Are we too divided a country to have any sense of collective or public interest?
A recent report by The Educational Testing Service put this question of a shared collective interest into context, and in so doing highlighted a very specific, on-the-ground example in Maine. Consider the term “capital” to mean “resources that can be directed toward any chosen objective.” Next consider three kinds of capital – financial capital, human capital and social capital.
The first is owned by people and organizations and used as they choose. The second is possessed by people and is used as they can find or create the opportunities to use it. It is the collection of knowledge, skills, attitudes, aptitudes and habits that enable an individual to make his or her way in the world. The third form of capital is the network and history of personal connections and relationships that an individual collects over the course of his or her life. If financial capital is what you have, and human capital is what you know, social capital is who you know.
By most measures, distribution of all three forms of capital has become more unequal in the U.S. over the past 30 to 40 years. In the golden age of post-World War II recovery, the middle class in the United States grew through expansion of manufacturing jobs that fueled expansion of housing, infrastructure, public education and research, increased access to health care and expanded opportunities to those long excluded by racial bigotry.
Since the late 1970s, this unique socioeconomic flowering in the U.S. – enabled primarily by our escape from much of the war’s destruction and the poverty of the formerly colonized world – has slowed and, for many people and regions, withered and died.
While globalization and the communications revolution embodied in the Internet have created enormous wealth, they have left many behind – particularly those lacking in human and social capital. The stories of both Ta-Nehisi Coates growing up in urban Baltimore (“Between the World and Me”) and J.D. Vance growing up in rural Kentucky (“Hillbilly Elegy”) speak to the importance of human capital and the absolutely critical need for social capital if we are to reverse this growing divide.
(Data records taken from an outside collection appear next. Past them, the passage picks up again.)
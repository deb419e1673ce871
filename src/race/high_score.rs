//! Best-time tracking and persistence.
//!
//! Lower is better. `f32::INFINITY` is the "no valid record yet" sentinel.

use crate::save::SharedSaveProvider;

/// Tracks the best finished time for one save key.
///
/// Loads from the store at construction; only a strictly better finite time
/// replaces the record.
pub struct HighScoreService {
    save: SharedSaveProvider,
    best_time_key: String,
    best_time_seconds: f32,
}

impl HighScoreService {
    /// Create the service and immediately load the stored record.
    ///
    /// Fails if the save key is empty or whitespace.
    pub fn new(save: SharedSaveProvider, best_time_key: &str) -> Result<Self, HighScoreError> {
        if best_time_key.trim().is_empty() {
            return Err(HighScoreError::EmptySaveKey);
        }

        let mut service = Self {
            save,
            best_time_key: best_time_key.to_string(),
            best_time_seconds: f32::INFINITY,
        };
        service.load();

        Ok(service)
    }

    /// Current best time, or `f32::INFINITY` when no valid record exists.
    pub fn best_time_seconds(&self) -> f32 {
        self.best_time_seconds
    }

    /// Re-read the record from the store.
    ///
    /// A stored value that is NaN, infinite, or negative counts as no record.
    pub fn load(&mut self) {
        let stored = self
            .save
            .lock()
            .unwrap()
            .get_float(&self.best_time_key, f32::INFINITY);

        self.best_time_seconds = sanitize_time(stored);
    }

    /// Submit a finished time. Returns true if it became the new record.
    ///
    /// Invalid times (NaN, infinite, negative) never become records and leave
    /// the store untouched. Equal times are not new records.
    pub fn try_submit_time(&mut self, finished_time_seconds: f32) -> bool {
        let time = sanitize_time(finished_time_seconds);

        // No valid time submitted
        if time.is_infinite() {
            return false;
        }

        let new_record = time < self.best_time_seconds;

        if new_record {
            self.best_time_seconds = time;

            let mut save = self.save.lock().unwrap();
            save.set_float(&self.best_time_key, time);
            save.save();

            tracing::info!(
                "New best time {:.3}s saved under {:?}",
                time,
                self.best_time_key
            );
        }

        new_record
    }
}

/// Collapse NaN, infinite, and negative times to the no-record sentinel.
fn sanitize_time(time: f32) -> f32 {
    if time.is_nan() || time.is_infinite() || time < 0.0 {
        f32::INFINITY
    } else {
        time
    }
}

/// High-score errors.
#[derive(Debug, thiserror::Error)]
pub enum HighScoreError {
    #[error("Best time save key cannot be empty")]
    EmptySaveKey,
}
It is discouraging, therefore, that most of the political debate surrounding the question of how to repair our social fabric has focused on financial capital, on taking from some and giving to others. This seems the approach most clearly likely to be unsuccessful in our increasingly divided and hypersuspicious social climate.
It is therefore gratifying to see one of Maine’s most successful and longest-running efforts to build social capital highlighted in so prominent a program as the Educational Testing Service’s Opportunity Project. The EdGE Program is an after-school and summer program based in Cherryfield for students in the coastal communities of Washington County.
Operated by the Maine Seacoast Mission of Bar Harbor, the program provides a variety of educational, recreational and conservation programs for any child who wishes to attend, from pre-K to 12th grade. The program provides transportation from school, mentors who collaborate with teachers in the sending schools, and businesses who provide both financial support and on-site examples of what the world of work is and could be.
The program’s central purpose is to cultivate positive relationships, both among participants and between participants and people they would rarely if ever see in the ordinary course of their lives. As Seacoast Mission Director Scott Planting says, “They get a lot of ‘That’s great!’ from their interactions – not something they’re used to.”
Participants go places they wouldn’t otherwise go, meet people they wouldn’t otherwise meet, and engage in collaborative projects that provide social experiences they wouldn’t otherwise have. They embody the process of building social capital, a process far more readily available to children in more economically prosperous communities.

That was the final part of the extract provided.